Therefore, the adopting release contemplates a departure from an 80% investment policy in unusual circumstances, such as during the Fund’s wind down phase. Because any departures from its policy to invest at least 80% of its Managed Assets in Municipal Bonds during the wind-down phase would be for a temporary period of time under unusual circumstances, the Fund confirms that it would be in compliance with Rule 35d-1 under the 1940 Act.
| 20. | With respect to the “Limited Term Fund Structure and Eligible Tender Offer” section beginning on page 10 of the Prospectus, please supplementally confirm that the Fund would carry on as a perpetual fund only if an Eligible Tender Offer occurs. If this is not true, please clarify in disclosure. |
The Fund confirms that it will carry on as a perpetual fund only if an Eligible Tender Offer occurs.
| 21. | The second and third sentences in the first paragraph of the “Use of Leverage” section beginning on page 12 of the Prospectus are the same. Please delete the duplicative sentence. |
The Fund confirms that the duplicative sentence has been removed in the Revised Registration Statement.
| 22. | Please consider whether an incorporation by reference to the Fund’s annual report is necessary for the “Risk Considerations” section on page 16 of the Prospectus. |
The Fund confirms that it has incorporated its annual report by reference in the Risk Considerations section in the Revised Registration Statement.
| 23. | With respect to Footnote 8 to the Fee Table, please represent that the Fund will include any sales load and offering costs in the prospectus supplement for any future offering. |
The Fund confirms that the applicable prospectus supplement will disclose the sales load and offering costs for any future offerings.
| 24. | With respect to Footnote 8 to the Fee Table, please confirm whether the 0.72% disclosed is a percentage of Managed Assets or if it is the assumed interest rate.
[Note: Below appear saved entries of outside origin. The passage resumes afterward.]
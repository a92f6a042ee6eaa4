//! Durable note storage contracts and JSON file implementation.
//!
//! # Responsibility
//! - Read and write the whole note collection as one JSON array.
//! - Keep file-system and serialization details out of `NoteStore`.
//!
//! # Invariants
//! - Writes replace the target atomically (temp file in the same directory,
//!   fsync, rename). Readers never observe a partial file.
//! - Reads distinguish "absent" (`Ok(None)`) from unreadable or corrupt data.
//! - Read paths reject invalid persisted state instead of masking it.
//! - Quarantine never overwrites an earlier backup.

use crate::model::note::{validate_collection, Note, NoteValidationError};
use log::{error, info, warn};
use std::error::Error;
use std::fmt::{Display, Formatter};
use std::fs;
use std::io::{self, Write};
use std::path::{Path, PathBuf};
use std::thread;
use std::time::{Duration, Instant, SystemTime, UNIX_EPOCH};
use tempfile::NamedTempFile;

const WRITE_MAX_ATTEMPTS: u32 = 3;
const WRITE_RETRY_BACKOFF: Duration = Duration::from_millis(25);

pub type StorageResult<T> = Result<T, StorageError>;

/// Storage-level failure.
#[derive(Debug)]
pub enum StorageError {
    /// The storage medium could not be read or written.
    Io(io::Error),
    /// The stored bytes are not a JSON note array.
    Corrupt(serde_json::Error),
    /// The stored array parsed but violates collection invariants.
    Invalid(NoteValidationError),
}

impl Display for StorageError {
    fn fmt(&self, f: &mut Formatter<'_>) -> std::fmt::Result {
        match self {
            Self::Io(err) => write!(f, "note storage io error: {err}"),
            Self::Corrupt(err) => write!(f, "note storage is corrupt: {err}"),
            Self::Invalid(err) => write!(f, "note storage holds invalid data: {err}"),
        }
    }
}

impl Error for StorageError {
    fn source(&self) -> Option<&(dyn Error + 'static)> {
        match self {
            Self::Io(err) => Some(err),
            Self::Corrupt(err) => Some(err),
            Self::Invalid(err) => Some(err),
        }
    }
}

impl From<io::Error> for StorageError {
    fn from(value: io::Error) -> Self {
        Self::Io(value)
    }
}

impl From<serde_json::Error> for StorageError {
    fn from(value: serde_json::Error) -> Self {
        Self::Corrupt(value)
    }
}

impl From<NoteValidationError> for StorageError {
    fn from(value: NoteValidationError) -> Self {
        Self::Invalid(value)
    }
}

/// Whole-collection storage interface.
pub trait NoteStorage {
    /// Reads the full collection. `Ok(None)` means storage does not exist yet.
    fn read_all(&self) -> StorageResult<Option<Vec<Note>>>;
    /// Replaces the full collection.
    fn write_all(&self, notes: &[Note]) -> StorageResult<()>;
    /// Moves unreadable data aside so it can be inspected later.
    ///
    /// Returns the backup location when something was moved, `None` when
    /// there was nothing to move.
    fn quarantine(&self) -> StorageResult<Option<PathBuf>> {
        Ok(None)
    }
}

/// JSON file-backed note storage.
#[derive(Debug, Clone)]
pub struct JsonFileStorage {
    path: PathBuf,
}

impl JsonFileStorage {
    pub fn new(path: impl Into<PathBuf>) -> Self {
        Self { path: path.into() }
    }

    pub fn path(&self) -> &Path {
        &self.path
    }

    fn parent_dir(&self) -> PathBuf {
        match self.path.parent() {
            Some(parent) if !parent.as_os_str().is_empty() => parent.to_path_buf(),
            _ => PathBuf::from("."),
        }
    }

    fn write_once(&self, payload: &[u8]) -> io::Result<()> {
        let dir = self.parent_dir();
        fs::create_dir_all(&dir)?;

        let mut temp = NamedTempFile::new_in(&dir)?;
        temp.write_all(payload)?;
        temp.flush()?;
        temp.as_file().sync_all()?;
        temp.persist(&self.path).map_err(|err| err.error)?;
        Ok(())
    }
}

impl NoteStorage for JsonFileStorage {
    fn read_all(&self) -> StorageResult<Option<Vec<Note>>> {
        let raw = match fs::read(&self.path) {
            Ok(raw) => raw,
            Err(err) if err.kind() == io::ErrorKind::NotFound => return Ok(None),
            Err(err) => return Err(err.into()),
        };

        // Parse bytes so invalid UTF-8 surfaces as `Corrupt`, not `Io`.
        let notes: Vec<Note> = serde_json::from_slice(&raw)?;
        validate_collection(&notes)?;
        Ok(Some(notes))
    }

    fn write_all(&self, notes: &[Note]) -> StorageResult<()> {
        let started_at = Instant::now();
        let payload = serde_json::to_vec_pretty(notes)?;

        match with_write_retry(|| self.write_once(&payload)) {
            Ok(attempts) => {
                info!(
                    "event=storage_write module=repo status=ok count={} attempts={} duration_ms={}",
                    notes.len(),
                    attempts,
                    started_at.elapsed().as_millis()
                );
                Ok(())
            }
            Err(err) => {
                error!(
                    "event=storage_write module=repo status=error attempts={} duration_ms={} error_code=write_failed error={}",
                    WRITE_MAX_ATTEMPTS,
                    started_at.elapsed().as_millis(),
                    err
                );
                Err(err.into())
            }
        }
    }

    fn quarantine(&self) -> StorageResult<Option<PathBuf>> {
        if fs::symlink_metadata(&self.path).is_err() {
            return Ok(None);
        }

        let file_name = self
            .path
            .file_name()
            .map(|name| name.to_string_lossy().into_owned())
            .unwrap_or_else(|| "notes.json".to_string());
        let backup = unused_backup_path(&self.parent_dir(), &file_name);
        fs::rename(&self.path, &backup)?;
        warn!(
            "event=storage_quarantine module=repo status=ok backup={}",
            backup.display()
        );
        Ok(Some(backup))
    }
}

/// Runs `op` up to `WRITE_MAX_ATTEMPTS` times with linear backoff.
///
/// Returns the number of attempts used on success.
fn with_write_retry(mut op: impl FnMut() -> io::Result<()>) -> io::Result<u32> {
    let mut attempt = 1;
    loop {
        match op() {
            Ok(()) => return Ok(attempt),
            Err(err) if attempt < WRITE_MAX_ATTEMPTS => {
                warn!(
                    "event=storage_write module=repo status=retry attempt={} error={}",
                    attempt, err
                );
                thread::sleep(WRITE_RETRY_BACKOFF * attempt);
                attempt += 1;
            }
            Err(err) => return Err(err),
        }
    }
}

/// Picks `<name>.corrupt-<epoch_ms>`, adding `-<n>` until the name is free.
fn unused_backup_path(dir: &Path, file_name: &str) -> PathBuf {
    let stem = format!("{file_name}.corrupt-{}", epoch_millis());
    let mut candidate = dir.join(&stem);
    let mut suffix = 1u32;
    while fs::symlink_metadata(&candidate).is_ok() {
        candidate = dir.join(format!("{stem}-{suffix}"));
        suffix += 1;
    }
    candidate
}

fn epoch_millis() -> u128 {
    SystemTime::now()
        .duration_since(UNIX_EPOCH)
        .map(|elapsed| elapsed.as_millis())
        .unwrap_or_default()
}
If it is the latter, please explain why it is lower than the 0.98% noted on page 12 of the Prospectus. |
The Fund confirms that the 0.72% disclosed in Footnote 8 is the assumed interest rate, which is lower than the interest rate disclosed on page 12 because it is a blended rate of interest of the financing from the TOB transactions and the Pershing Facility.
| 25. | With respect to the “Market and Net Asset Value Information” section on page 21, if the Fund’s shares have historically traded at a discount, please disclose any steps taken to reduce the discount and briefly describe the effects of these measures. |
The following disclosure has been added to the “Market and Net Asset Value Information” section of the Prospectus in the Revised Registration Statement:
“The Fund may (but is not obligated to) take action to repurchase shares in the open market or make tender offers for its shares at or near NAV. During the pendency of any tender offer, the Fund will publish how common shareholders may readily ascertain the NAV. Repurchase of the common shares may have the effect of reducing any market discount to NAV. There is no assurance that, if action is undertaken to repurchase or tender for shares, such action will result in the shares trading at a price which approximates their NAV. Please see “Repurchase of Shares” for more information.”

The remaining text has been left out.